### Material shown

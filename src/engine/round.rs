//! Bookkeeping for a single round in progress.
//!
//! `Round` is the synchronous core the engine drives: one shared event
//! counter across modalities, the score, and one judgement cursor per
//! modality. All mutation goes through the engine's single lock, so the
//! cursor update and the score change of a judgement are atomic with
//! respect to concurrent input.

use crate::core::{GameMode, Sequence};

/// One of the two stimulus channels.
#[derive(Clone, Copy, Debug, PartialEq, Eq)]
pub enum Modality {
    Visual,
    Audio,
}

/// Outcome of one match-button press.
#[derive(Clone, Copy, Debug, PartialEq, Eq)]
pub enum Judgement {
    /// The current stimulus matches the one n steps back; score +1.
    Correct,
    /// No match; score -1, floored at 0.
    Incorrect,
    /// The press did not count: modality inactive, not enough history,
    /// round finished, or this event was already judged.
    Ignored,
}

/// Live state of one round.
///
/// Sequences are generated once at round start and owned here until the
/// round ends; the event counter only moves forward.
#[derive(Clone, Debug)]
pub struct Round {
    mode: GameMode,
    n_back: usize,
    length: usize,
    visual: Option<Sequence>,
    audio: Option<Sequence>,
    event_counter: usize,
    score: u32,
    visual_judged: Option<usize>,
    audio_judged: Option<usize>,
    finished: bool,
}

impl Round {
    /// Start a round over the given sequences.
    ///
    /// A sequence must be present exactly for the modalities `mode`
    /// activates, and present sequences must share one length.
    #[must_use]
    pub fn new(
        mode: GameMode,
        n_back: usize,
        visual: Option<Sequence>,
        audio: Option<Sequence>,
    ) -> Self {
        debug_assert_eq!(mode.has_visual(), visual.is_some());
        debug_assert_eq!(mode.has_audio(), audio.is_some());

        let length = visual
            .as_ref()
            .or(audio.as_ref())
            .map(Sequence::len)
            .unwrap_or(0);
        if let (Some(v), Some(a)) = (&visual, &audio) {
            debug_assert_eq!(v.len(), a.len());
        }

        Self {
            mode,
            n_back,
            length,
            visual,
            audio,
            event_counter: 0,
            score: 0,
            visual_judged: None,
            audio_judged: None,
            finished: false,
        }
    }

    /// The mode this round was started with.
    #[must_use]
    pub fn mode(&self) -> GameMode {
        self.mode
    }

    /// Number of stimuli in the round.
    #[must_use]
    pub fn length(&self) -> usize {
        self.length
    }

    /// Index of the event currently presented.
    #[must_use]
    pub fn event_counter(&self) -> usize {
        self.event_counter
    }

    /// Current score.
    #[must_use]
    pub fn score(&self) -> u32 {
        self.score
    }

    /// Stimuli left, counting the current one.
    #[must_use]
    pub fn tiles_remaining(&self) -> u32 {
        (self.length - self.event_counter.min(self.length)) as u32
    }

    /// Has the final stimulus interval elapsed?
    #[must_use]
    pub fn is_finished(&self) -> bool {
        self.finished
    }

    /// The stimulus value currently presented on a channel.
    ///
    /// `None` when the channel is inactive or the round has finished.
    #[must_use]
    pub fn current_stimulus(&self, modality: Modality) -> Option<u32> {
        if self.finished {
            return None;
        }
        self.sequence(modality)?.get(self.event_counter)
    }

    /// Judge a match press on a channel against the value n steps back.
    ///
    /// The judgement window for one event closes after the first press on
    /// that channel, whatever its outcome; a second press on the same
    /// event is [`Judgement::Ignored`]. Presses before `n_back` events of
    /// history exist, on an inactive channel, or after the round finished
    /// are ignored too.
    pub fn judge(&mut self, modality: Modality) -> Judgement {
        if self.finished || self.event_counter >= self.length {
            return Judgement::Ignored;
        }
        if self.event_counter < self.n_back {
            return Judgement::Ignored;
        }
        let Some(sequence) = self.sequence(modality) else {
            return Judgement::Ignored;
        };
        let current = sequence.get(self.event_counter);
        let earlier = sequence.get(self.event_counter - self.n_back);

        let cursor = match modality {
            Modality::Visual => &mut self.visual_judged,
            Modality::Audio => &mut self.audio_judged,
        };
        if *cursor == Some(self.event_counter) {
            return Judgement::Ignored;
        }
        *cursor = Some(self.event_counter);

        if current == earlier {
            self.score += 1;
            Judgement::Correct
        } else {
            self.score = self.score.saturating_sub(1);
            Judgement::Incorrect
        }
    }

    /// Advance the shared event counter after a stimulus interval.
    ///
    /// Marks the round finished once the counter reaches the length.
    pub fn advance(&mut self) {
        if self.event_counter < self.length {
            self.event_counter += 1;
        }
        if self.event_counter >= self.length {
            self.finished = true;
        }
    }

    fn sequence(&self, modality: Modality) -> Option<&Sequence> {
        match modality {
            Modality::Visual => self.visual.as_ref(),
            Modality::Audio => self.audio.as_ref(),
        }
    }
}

######

◆ **The task**: Scan the listing and copy every line where the string "with" shows up.

◆ **Task result**:
//! cursor update and the score change of a judgement are atomic with
    /// The mode this round was started with.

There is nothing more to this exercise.